Milo is talking out of his ass here. Does he know what they went through to get Boatmurdered up and running? Twenty colonists alive out of a hundred, drop-shipped onto a jungle planet, sandwiched between hostile herd creatures the size of elephants and things that clawed their way through the depths of rock to hunt the freshly spawned mammals. No terraformer to protect them. Eighteen of them went mad in there before two generations had run their course. It took a hundred and fifty years for the support crew to arrive, and when they did, the reports were terrifying: a vast fortress carved into a mountain, the lower halls slick with filth and grease and corpses. And somehow, high above, the UN flag still flying and two hundred humans waiting anxiously for the messenger from the stars.
Humans, even those strapped by overwhelming bureaucracy, are a rather tenacious lot. But I’m not going to tell Milo this. He needs to ramble.
“I’m not saying it’s colonists. I’m saying it could have been some sort of UN secret sauce experiment,” says Milo, moving on to the next segment. “God knows they keep enough stuff classified.”
CONSPIRACY THEORIES? I scoff. PLEASE.
But I’m falsifying, of course. Ship’s extra weaponry. BLACK ORCHID’s nonchalant description of risk.
Something’s wrong here, and Simon’s the one with karma bad enough to die from it.
IT COULD, OF COURSE, BE SOME SORT OF EQUIPMENT FAILURE. Statistics. A large enough sample space will g
ive you weird enough outliers.
Milo doesn’t seem pacified by this. “Yeah. Two different crews both start dying. Equipment failures.”
THE MERCER BODIES DID NOT HAVE FAILURES SIMILAR TO SIMON.
“That’s because they’re not similar to Simon,” says Milo. “They’re not similar to any of us. But whatever shit they did have inside clearly went rogue.”
“Movement, west 285,” cuts in Anna. “Megabeast herd.”
We all stiffen. We’re all extra jumpy now. I leave the spiders and flow into the much more cramped and limited drones I have out there. Freezing moments pass.

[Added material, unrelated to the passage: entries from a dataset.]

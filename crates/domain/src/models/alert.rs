//! Alert domain model.

use std::fmt;
use std::str::FromStr;

use chrono::{DateTime, Utc};
use serde::{Deserialize, Serialize};
use shared::decimal::deserialize_optional_decimal;

/// Lifecycle status of an alert.
#[derive(Debug, Clone, Copy, PartialEq, Eq, Hash, Serialize, Deserialize)]
#[serde(rename_all = "lowercase")]
pub enum AlertStatus {
    Active,
    Acknowledged,
    Resolved,
}

impl AlertStatus {
    /// Order used when regenerating mock alerts.
    pub const CYCLE: [AlertStatus; 3] = [
        AlertStatus::Active,
        AlertStatus::Acknowledged,
        AlertStatus::Resolved,
    ];
}

impl fmt::Display for AlertStatus {
    fn fmt(&self, f: &mut fmt::Formatter<'_>) -> fmt::Result {
        match self {
            AlertStatus::Active => write!(f, "active"),
            AlertStatus::Acknowledged => write!(f, "acknowledged"),
            AlertStatus::Resolved => write!(f, "resolved"),
        }
    }
}

impl FromStr for AlertStatus {
    type Err = String;

    fn from_str(s: &str) -> Result<Self, Self::Err> {
        match s.trim().to_lowercase().as_str() {
            "active" => Ok(AlertStatus::Active),
            "acknowledged" => Ok(AlertStatus::Acknowledged),
            "resolved" => Ok(AlertStatus::Resolved),
            other => Err(format!("Unknown alert status: {}", other)),
        }
    }
}

/// An alert raised for an earthquake or a shelter incident.
#[derive(Debug, Clone, PartialEq, Serialize, Deserialize)]
pub struct Alert {
    pub id: i64,
    #[serde(default)]
    pub alert_id: Option<String>,
    #[serde(default)]
    pub location: Option<String>,
    #[serde(default)]
    pub alert_type: Option<String>,
    #[serde(default)]
    pub severity: Option<String>,
    #[serde(default, deserialize_with = "deserialize_optional_decimal")]
    pub magnitude: Option<f64>,
    #[serde(default, deserialize_with = "deserialize_optional_decimal")]
    pub depth: Option<f64>,
    #[serde(default)]
    pub description: Option<String>,
    #[serde(default)]
    pub earthquake: Option<i64>,
    #[serde(default)]
    pub earthquake_event_id: Option<String>,
    #[serde(default)]
    pub shelter: Option<i64>,
    #[serde(default)]
    pub shelter_name: Option<String>,
    pub status: AlertStatus,
    #[serde(alias = "timestamp")]
    pub triggered_at: DateTime<Utc>,
    #[serde(default, skip_serializing_if = "Option::is_none")]
    pub acknowledged_at: Option<DateTime<Utc>>,
    #[serde(default, skip_serializing_if = "Option::is_none")]
    pub resolved_at: Option<DateTime<Utc>>,
}

impl Alert {
    /// Headline used in summaries: the alert type, else "Alert".
    pub fn headline(&self) -> &str {
        self.alert_type
            .as_deref()
            .filter(|t| !t.is_empty())
            .unwrap_or("Alert")
    }

    /// Detail line: description, else location, else a placeholder.
    pub fn detail(&self) -> String {
        if let Some(desc) = self.description.as_deref().filter(|d| !d.is_empty()) {
            return desc.to_string();
        }
        match (&self.location, self.magnitude) {
            (Some(location), Some(magnitude)) => format!("Magnitude {} near {}", magnitude, location),
            (Some(location), None) => location.clone(),
            _ => "No details".to_string(),
        }
    }
}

“Just a migration, I think.”
HOPEFULLY. We return to the work at hand. The cable is now almost complete. If only Shen were here.
“Five more days, OC,” says Milo eagerly. “Just five more days. And we’ll signal Ship and be off this goddamned rock, and all of this’ll just be something to tell our kids.”
It sounds like an eternity.
35
Simon killed himself the next day.
I had brought Milo home and checked up on Anna. She was digging in the farm—either trying to salvage the last of what remained, or she had given in to a fool’s hope; it didn’t really matter anymore. I watched her tackle the frozen earth, and went off to recharge stuff.
The drones needed juice. The spiders needed juice. We didn’t have anywhere near enough current for a full, fast charge, so I just hooked them up to the trickle and left them there. One last flyover of the perimeter—nothing out of the ordinary, only white snow as far as the drone can see, and Megabeast tracks leading into the forest. Urmagon Beta looked desolate. Almost peaceful.
And then I turn back, and I see us. It’s as if the very walls of the hab have given up now. The clean white is an illusion of the snow; underneath it, the water leaks past cracks into the printed blocks, rotting them through. Fungus spreads cancerous tendrils inside. The siege machines—twice abandoned, now that Shen isn’t here to bring us wood anymore—loom like curious insects. There’s a fire going on among them; Anna, burning stuff to keep her hands from freezing.